* [WHAT NEEDS TO BE DONE]:
Working through the lines below, return each one that holds "FramedWrite".

* [Dataset records]:
-*-
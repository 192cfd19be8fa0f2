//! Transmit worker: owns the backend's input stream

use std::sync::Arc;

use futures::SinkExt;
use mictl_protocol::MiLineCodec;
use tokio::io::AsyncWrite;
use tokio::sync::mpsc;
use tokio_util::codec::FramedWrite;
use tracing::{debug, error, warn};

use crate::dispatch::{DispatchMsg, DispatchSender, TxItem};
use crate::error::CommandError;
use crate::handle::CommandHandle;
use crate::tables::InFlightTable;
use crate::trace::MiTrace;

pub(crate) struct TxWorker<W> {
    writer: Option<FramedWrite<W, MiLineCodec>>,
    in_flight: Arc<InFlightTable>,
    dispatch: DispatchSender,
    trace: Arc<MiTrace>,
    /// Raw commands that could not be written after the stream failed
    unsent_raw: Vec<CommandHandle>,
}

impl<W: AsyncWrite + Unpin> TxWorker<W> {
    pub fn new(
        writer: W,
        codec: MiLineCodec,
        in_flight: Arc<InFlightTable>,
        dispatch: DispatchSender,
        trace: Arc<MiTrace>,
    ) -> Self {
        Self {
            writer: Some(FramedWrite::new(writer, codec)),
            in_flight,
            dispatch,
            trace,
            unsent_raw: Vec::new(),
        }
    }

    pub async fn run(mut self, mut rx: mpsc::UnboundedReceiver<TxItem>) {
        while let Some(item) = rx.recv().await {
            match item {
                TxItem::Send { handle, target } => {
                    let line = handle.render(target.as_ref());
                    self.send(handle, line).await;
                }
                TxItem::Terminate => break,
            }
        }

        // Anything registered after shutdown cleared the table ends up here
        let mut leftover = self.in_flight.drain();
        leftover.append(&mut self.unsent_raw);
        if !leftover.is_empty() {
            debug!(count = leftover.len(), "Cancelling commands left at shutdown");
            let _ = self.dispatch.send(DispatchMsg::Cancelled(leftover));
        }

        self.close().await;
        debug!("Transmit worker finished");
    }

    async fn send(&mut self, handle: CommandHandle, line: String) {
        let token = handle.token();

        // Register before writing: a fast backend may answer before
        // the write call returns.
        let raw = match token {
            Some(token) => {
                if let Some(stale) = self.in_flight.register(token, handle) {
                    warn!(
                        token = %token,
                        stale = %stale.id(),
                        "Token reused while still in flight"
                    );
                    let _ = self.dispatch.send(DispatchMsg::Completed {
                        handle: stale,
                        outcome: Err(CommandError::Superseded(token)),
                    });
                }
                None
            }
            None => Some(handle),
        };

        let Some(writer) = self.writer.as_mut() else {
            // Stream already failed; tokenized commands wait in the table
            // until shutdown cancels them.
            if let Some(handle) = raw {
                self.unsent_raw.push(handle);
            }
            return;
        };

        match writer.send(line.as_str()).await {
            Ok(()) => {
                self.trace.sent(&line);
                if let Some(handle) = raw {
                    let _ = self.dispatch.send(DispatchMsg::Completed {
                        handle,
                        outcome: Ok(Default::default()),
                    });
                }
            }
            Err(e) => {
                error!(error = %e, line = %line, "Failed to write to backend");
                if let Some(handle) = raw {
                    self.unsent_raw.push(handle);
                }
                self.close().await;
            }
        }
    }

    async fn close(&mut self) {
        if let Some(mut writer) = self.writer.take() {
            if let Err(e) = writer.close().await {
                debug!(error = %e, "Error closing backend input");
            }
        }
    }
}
-*-
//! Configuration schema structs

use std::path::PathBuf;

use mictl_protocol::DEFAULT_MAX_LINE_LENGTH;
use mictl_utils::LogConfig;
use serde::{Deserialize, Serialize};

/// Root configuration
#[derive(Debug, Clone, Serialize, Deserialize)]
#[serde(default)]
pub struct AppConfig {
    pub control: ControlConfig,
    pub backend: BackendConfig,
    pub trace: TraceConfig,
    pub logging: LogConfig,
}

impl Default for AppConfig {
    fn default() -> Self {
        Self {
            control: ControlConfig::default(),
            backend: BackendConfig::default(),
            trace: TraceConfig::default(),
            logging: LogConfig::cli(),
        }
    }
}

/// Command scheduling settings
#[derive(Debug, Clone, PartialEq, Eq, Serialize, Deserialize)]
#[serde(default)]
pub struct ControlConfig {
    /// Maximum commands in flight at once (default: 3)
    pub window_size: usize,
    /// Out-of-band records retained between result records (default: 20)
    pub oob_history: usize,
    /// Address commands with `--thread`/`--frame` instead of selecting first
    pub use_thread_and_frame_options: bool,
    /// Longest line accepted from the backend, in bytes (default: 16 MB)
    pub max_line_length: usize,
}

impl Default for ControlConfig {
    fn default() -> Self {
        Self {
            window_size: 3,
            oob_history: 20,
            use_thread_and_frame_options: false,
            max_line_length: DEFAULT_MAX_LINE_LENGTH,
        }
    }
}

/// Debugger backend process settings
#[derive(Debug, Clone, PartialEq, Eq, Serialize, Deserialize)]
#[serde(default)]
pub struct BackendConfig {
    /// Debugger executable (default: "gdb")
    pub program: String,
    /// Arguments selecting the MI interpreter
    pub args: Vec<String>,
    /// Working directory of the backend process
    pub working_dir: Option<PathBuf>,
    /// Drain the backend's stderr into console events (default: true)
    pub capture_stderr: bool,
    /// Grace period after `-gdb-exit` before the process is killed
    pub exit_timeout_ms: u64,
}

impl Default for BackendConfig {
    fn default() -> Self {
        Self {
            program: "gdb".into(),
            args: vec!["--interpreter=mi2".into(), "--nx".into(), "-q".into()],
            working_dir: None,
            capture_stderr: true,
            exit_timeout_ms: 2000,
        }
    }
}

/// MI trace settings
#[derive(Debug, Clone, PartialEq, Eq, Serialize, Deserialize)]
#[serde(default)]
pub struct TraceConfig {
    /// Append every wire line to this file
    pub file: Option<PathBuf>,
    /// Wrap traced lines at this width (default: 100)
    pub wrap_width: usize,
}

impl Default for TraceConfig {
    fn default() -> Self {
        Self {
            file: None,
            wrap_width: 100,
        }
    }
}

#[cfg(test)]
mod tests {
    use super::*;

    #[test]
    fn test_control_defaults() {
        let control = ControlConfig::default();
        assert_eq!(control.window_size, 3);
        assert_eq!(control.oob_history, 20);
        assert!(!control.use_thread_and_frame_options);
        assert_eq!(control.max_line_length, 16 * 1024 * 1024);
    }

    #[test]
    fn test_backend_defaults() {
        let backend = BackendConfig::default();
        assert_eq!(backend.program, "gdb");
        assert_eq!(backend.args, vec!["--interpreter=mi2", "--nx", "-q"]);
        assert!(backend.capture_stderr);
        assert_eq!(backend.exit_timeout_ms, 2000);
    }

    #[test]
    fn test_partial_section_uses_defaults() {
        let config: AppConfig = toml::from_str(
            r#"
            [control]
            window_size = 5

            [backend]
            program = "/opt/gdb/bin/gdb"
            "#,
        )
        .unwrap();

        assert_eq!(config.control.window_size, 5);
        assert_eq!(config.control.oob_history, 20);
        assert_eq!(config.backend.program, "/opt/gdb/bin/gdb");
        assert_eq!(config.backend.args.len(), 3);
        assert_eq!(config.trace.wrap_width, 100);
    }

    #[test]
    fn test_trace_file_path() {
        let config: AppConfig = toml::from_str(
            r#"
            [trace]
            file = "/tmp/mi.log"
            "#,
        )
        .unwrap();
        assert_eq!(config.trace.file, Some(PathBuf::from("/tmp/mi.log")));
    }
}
-*-
* [REPLY]:
use tokio_util::codec::FramedWrite;
    writer: Option<FramedWrite<W, MiLineCodec>>,
            writer: Some(FramedWrite::new(writer, codec)),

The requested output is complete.